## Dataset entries

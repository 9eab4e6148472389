// SPDX-FileCopyrightText: 2026 Mnemon Contributors
// SPDX-License-Identifier: MIT OR Apache-2.0

//! Bounded exponential backoff for transient failures.
//!
//! Only [`MnemonError::Transient`] is retried; every other kind propagates
//! on the first occurrence. After the attempt budget is exhausted the last
//! transient error is returned as-is so callers can promote it.

use std::future::Future;
use std::time::Duration;

use tracing::warn;

use crate::error::MnemonError;

/// Retry schedule: `max_attempts` total tries, delays doubling from
/// `initial_delay` up to `max_delay`.
#[derive(Debug, Clone, Copy)]
pub struct Backoff {
    pub max_attempts: u32,
    pub initial_delay: Duration,
    pub max_delay: Duration,
}

impl Backoff {
    pub const fn new(max_attempts: u32) -> Self {
        Backoff {
            max_attempts,
            initial_delay: Duration::from_millis(200),
            max_delay: Duration::from_secs(2),
        }
    }

    /// Delay before the given retry (0-based retry index).
    fn delay(&self, retry: u32) -> Duration {
        let exp = self
            .initial_delay
            .saturating_mul(2u32.saturating_pow(retry));
        exp.min(self.max_delay)
    }
}

impl Default for Backoff {
    fn default() -> Self {
        Backoff::new(3)
    }
}

/// Runs `op` until it succeeds, fails non-transiently, or the attempt budget
/// is exhausted.
pub async fn with_backoff<T, F, Fut>(
    label: &str,
    backoff: Backoff,
    mut op: F,
) -> Result<T, MnemonError>
where
    F: FnMut() -> Fut,
    Fut: Future<Output = Result<T, MnemonError>>,
{
    let attempts = backoff.max_attempts.max(1);
    let mut last_err = None;

    for attempt in 0..attempts {
        match op().await {
            Ok(value) => return Ok(value),
            Err(err) if err.is_transient() => {
                warn!(
                    op = label,
                    attempt = attempt + 1,
                    max = attempts,
                    error = %err,
                    "transient failure"
                );
                last_err = Some(err);
                if attempt + 1 < attempts {
                    tokio::time::sleep(backoff.delay(attempt)).await;
                }
            }
            Err(err) => return Err(err),
        }
    }

    Err(last_err.expect("at least one attempt was made"))
}

#[cfg(test)]
mod tests {
    use std::sync::atomic::{AtomicU32, Ordering};

    use super::*;

    #[tokio::test(start_paused = true)]
    async fn succeeds_on_first_attempt() {
        let calls = AtomicU32::new(0);
        let result = with_backoff("test", Backoff::new(3), || async {
            calls.fetch_add(1, Ordering::SeqCst);
            Ok::<_, MnemonError>(42)
        })
        .await;
        assert_eq!(result.unwrap(), 42);
        assert_eq!(calls.load(Ordering::SeqCst), 1);
    }

    #[tokio::test(start_paused = true)]
    async fn retries_transient_then_succeeds() {
        let calls = AtomicU32::new(0);
        let result = with_backoff("test", Backoff::new(3), || {
            let n = calls.fetch_add(1, Ordering::SeqCst);
            async move {
                if n < 2 {
                    Err(MnemonError::transient("flaky"))
                } else {
                    Ok(7)
                }
            }
        })
        .await;
        assert_eq!(result.unwrap(), 7);
        assert_eq!(calls.load(Ordering::SeqCst), 3);
    }

    #[tokio::test(start_paused = true)]
    async fn exhausts_budget_and_returns_last_transient() {
        let calls = AtomicU32::new(0);
        let result: Result<(), _> = with_backoff("test", Backoff::new(3), || {
            calls.fetch_add(1, Ordering::SeqCst);
            async { Err(MnemonError::transient("still down")) }
        })
        .await;
        assert!(result.unwrap_err().is_transient());
        assert_eq!(calls.load(Ordering::SeqCst), 3);
    }

    #[tokio::test(start_paused = true)]
    async fn fatal_error_not_retried() {
        let calls = AtomicU32::new(0);
        let result: Result<(), _> = with_backoff("test", Backoff::new(5), || {
            calls.fetch_add(1, Ordering::SeqCst);
            async { Err(MnemonError::fatal("schema mismatch")) }
        })
        .await;
        assert!(matches!(result, Err(MnemonError::Fatal { .. })));
        assert_eq!(calls.load(Ordering::SeqCst), 1);
    }

    #[test]
    fn delay_doubles_and_caps() {
        let backoff = Backoff::new(5);
        assert_eq!(backoff.delay(0), Duration::from_millis(200));
        assert_eq!(backoff.delay(1), Duration::from_millis(400));
        assert_eq!(backoff.delay(2), Duration::from_millis(800));
        assert_eq!(backoff.delay(4), Duration::from_secs(2));
    }
}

## WHAT THE EXERCISE ASKS
Give back the entries exactly, so that each line matches the original.

## ANSWER BELOW
repository 9eab4e6148472389
// SPDX-FileCopyrightText: 2026 Mnemon Contributors
// SPDX-License-Identifier: MIT OR Apache-2.0

//! Bounded exponential backoff for transient failures.
//!
//! Only [`MnemonError::Transient`] is retried; every other kind propagates
//! on the first occurrence. After the attempt budget is exhausted the last
//! transient error is returned as-is so callers can promote it.

use std::future::Future;
use std::time::Duration;

use tracing::warn;

use crate::error::MnemonError;

/// Retry schedule: `max_attempts` total tries, delays doubling from
/// `initial_delay` up to `max_delay`.
#[derive(Debug, Clone, Copy)]
pub struct Backoff {
    pub max_attempts: u32,
    pub initial_delay: Duration,
    pub max_delay: Duration,
}

impl Backoff {
    pub const fn new(max_attempts: u32) -> Self {
        Backoff {
            max_attempts,
            initial_delay: Duration::from_millis(200),
            max_delay: Duration::from_secs(2),
        }
    }

    /// Delay before the given retry (0-based retry index).
    fn delay(&self, retry: u32) -> Duration {
        let exp = self
            .initial_delay
            .saturating_mul(2u32.saturating_pow(retry));
        exp.min(self.max_delay)
    }
}

impl Default for Backoff {
    fn default() -> Self {
        Backoff::new(3)
    }
}

/// Runs `op` until it succeeds, fails non-transiently, or the attempt budget
/// is exhausted.
pub async fn with_backoff<T, F, Fut>(
    label: &str,
    backoff: Backoff,
    mut op: F,
) -> Result<T, MnemonError>
where
    F: FnMut() -> Fut,
    Fut: Future<Output = Result<T, MnemonError>>,
{
    let attempts = backoff.max_attempts.max(1);
    let mut last_err = None;

    for attempt in 0..attempts {
        match op().await {
            Ok(value) => return Ok(value),
            Err(err) if err.is_transient() => {
                warn!(
                    op = label,
                    attempt = attempt + 1,
                    max = attempts,
                    error = %err,
                    "transient failure"
                );
                last_err = Some(err);
                if attempt + 1 < attempts {
                    tokio::time::sleep(backoff.delay(attempt)).await;
                }
            }
            Err(err) => return Err(err),
        }
    }

    Err(last_err.expect("at least one attempt was made"))
}

#[cfg(test)]
mod tests {
    use std::sync::atomic::{AtomicU32, Ordering};

    use super::*;

    #[tokio::test(start_paused = true)]
    async fn succeeds_on_first_attempt() {
        let calls = AtomicU32::new(0);
        let result = with_backoff("test", Backoff::new(3), || async {
            calls.fetch_add(1, Ordering::SeqCst);
            Ok::<_, MnemonError>(42)
        })
        .await;
        assert_eq!(result.unwrap(), 42);
        assert_eq!(calls.load(Ordering::SeqCst), 1);
    }

    #[tokio::test(start_paused = true)]
    async fn retries_transient_then_succeeds() {
        let calls = AtomicU32::new(0);
        let result = with_backoff("test", Backoff::new(3), || {
            let n = calls.fetch_add(1, Ordering::SeqCst);
            async move {
                if n < 2 {
                    Err(MnemonError::transient("flaky"))
                } else {
                    Ok(7)
                }
            }
        })
        .await;
        assert_eq!(result.unwrap(), 7);
        assert_eq!(calls.load(Ordering::SeqCst), 3);
    }

    #[tokio::test(start_paused = true)]
    async fn exhausts_budget_and_returns_last_transient() {
        let calls = AtomicU32::new(0);
        let result: Result<(), _> = with_backoff("test", Backoff::new(3), || {
            calls.fetch_add(1, Ordering::SeqCst);
            async { Err(MnemonError::transient("still down")) }
        })
        .await;
        assert!(result.unwrap_err().is_transient());
        assert_eq!(calls.load(Ordering::SeqCst), 3);
    }

    #[tokio::test(start_paused = true)]
    async fn fatal_error_not_retried() {
        let calls = AtomicU32::new(0);
        let result: Result<(), _> = with_backoff("test", Backoff::new(5), || {
            calls.fetch_add(1, Ordering::SeqCst);
            async { Err(MnemonError::fatal("schema mismatch")) }
        })
        .await;
        assert!(matches!(result, Err(MnemonError::Fatal { .. })));
        assert_eq!(calls.load(Ordering::SeqCst), 1);
    }

    #[test]
    fn delay_doubles_and_caps() {
        let backoff = Backoff::new(5);
        assert_eq!(backoff.delay(0), Duration::from_millis(200));
        assert_eq!(backoff.delay(1), Duration::from_millis(400));
        assert_eq!(backoff.delay(2), Duration::from_millis(800));
        assert_eq!(backoff.delay(4), Duration::from_secs(2));
    }
}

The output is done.